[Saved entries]
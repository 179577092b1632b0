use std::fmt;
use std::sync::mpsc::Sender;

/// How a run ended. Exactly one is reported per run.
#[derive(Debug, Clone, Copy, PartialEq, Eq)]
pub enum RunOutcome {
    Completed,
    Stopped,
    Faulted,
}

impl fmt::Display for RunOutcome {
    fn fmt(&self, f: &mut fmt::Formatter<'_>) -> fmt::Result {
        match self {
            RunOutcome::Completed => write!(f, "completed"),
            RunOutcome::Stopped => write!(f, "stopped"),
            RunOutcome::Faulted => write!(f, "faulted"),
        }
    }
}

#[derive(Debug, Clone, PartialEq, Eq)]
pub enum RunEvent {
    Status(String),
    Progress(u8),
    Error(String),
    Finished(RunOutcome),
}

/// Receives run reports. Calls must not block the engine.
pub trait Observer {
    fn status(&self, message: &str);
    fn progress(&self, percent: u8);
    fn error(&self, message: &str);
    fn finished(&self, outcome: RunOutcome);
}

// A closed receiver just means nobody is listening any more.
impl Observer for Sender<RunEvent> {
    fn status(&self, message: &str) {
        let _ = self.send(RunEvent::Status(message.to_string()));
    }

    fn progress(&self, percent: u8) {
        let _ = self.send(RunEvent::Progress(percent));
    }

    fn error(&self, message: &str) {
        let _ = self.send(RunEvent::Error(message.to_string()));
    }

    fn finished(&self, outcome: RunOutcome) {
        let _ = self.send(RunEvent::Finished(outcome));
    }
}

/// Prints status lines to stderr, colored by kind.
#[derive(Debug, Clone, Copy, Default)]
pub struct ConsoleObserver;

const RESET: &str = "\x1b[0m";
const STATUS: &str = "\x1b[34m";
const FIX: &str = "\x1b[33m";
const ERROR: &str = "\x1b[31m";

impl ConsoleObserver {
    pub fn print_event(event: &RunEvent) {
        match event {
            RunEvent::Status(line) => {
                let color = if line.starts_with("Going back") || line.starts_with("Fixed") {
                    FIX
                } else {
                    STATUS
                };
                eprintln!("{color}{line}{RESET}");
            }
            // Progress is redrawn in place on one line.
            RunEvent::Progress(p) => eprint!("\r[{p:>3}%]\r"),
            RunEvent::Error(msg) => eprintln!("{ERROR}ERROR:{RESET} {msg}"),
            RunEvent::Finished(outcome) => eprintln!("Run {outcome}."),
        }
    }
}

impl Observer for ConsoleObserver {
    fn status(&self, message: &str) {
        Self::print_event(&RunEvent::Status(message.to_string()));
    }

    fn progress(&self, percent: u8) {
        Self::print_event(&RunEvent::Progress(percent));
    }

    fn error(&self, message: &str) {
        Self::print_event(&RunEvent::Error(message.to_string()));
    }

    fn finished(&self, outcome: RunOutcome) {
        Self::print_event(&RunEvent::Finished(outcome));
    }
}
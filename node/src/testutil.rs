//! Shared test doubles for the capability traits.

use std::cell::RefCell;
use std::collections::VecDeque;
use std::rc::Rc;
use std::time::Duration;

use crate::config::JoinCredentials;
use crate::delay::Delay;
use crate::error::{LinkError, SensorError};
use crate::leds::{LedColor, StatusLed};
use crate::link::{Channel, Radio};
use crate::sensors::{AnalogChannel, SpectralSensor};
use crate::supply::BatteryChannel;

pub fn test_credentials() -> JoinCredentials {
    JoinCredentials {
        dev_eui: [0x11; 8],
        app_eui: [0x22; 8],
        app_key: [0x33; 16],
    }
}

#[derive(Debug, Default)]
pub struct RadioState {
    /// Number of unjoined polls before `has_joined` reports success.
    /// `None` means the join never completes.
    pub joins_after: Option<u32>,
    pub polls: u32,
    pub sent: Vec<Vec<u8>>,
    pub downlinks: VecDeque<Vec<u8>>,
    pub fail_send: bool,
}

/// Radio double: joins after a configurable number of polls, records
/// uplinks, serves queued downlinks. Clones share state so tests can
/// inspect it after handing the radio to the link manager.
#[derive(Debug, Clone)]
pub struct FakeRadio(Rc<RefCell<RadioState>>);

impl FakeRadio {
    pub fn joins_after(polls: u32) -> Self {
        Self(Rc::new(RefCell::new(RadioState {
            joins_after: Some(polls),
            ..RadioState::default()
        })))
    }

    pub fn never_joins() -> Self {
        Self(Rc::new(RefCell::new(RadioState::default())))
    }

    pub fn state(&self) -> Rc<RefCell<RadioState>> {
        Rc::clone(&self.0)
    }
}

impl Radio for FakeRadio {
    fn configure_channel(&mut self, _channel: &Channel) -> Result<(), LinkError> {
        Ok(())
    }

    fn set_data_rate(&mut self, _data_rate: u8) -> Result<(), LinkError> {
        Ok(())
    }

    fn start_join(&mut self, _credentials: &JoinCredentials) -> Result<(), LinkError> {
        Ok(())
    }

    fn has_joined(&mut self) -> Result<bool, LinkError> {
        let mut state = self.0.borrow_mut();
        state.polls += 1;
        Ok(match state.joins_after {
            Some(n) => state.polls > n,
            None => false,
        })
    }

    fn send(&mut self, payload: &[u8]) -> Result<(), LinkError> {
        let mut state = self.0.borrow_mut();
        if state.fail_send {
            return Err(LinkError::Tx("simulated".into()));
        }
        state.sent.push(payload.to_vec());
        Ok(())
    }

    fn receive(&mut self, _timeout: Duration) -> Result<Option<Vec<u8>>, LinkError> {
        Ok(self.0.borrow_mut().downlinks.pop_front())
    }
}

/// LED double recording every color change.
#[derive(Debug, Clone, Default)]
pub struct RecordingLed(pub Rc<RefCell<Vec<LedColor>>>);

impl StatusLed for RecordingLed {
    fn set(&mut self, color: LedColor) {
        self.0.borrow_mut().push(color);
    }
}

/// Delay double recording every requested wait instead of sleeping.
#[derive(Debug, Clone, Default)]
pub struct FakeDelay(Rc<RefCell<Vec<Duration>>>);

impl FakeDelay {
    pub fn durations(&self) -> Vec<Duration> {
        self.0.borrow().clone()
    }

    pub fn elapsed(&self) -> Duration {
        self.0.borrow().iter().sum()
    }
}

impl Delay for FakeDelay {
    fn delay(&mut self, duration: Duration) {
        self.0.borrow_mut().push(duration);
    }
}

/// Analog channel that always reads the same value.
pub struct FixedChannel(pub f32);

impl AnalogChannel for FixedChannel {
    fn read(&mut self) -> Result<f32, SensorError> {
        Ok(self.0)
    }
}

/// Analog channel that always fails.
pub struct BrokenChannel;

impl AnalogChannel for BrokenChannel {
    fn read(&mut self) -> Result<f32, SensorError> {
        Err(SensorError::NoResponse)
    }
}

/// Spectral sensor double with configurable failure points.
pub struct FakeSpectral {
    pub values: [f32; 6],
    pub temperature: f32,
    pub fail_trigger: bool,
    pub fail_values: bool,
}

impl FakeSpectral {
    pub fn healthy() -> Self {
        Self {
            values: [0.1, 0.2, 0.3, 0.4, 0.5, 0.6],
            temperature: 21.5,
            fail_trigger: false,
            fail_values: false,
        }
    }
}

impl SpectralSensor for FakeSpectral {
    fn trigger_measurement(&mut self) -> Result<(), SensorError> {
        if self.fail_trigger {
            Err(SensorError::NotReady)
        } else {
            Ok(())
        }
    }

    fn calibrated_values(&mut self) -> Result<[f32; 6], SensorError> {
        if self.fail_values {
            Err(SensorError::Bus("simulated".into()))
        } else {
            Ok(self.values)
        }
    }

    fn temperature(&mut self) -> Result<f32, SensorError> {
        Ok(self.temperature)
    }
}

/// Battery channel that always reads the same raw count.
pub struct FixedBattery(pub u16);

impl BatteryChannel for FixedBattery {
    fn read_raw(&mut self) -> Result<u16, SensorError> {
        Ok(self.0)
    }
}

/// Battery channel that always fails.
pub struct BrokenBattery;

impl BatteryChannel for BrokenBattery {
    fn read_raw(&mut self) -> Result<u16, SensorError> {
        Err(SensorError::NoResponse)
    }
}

■ **What is expected**: Wherever the word "every" turns up in the records, copy out the line it is on.

■ **Response for this exercise**:
/// LED double recording every color change.
/// Delay double recording every requested wait instead of sleeping.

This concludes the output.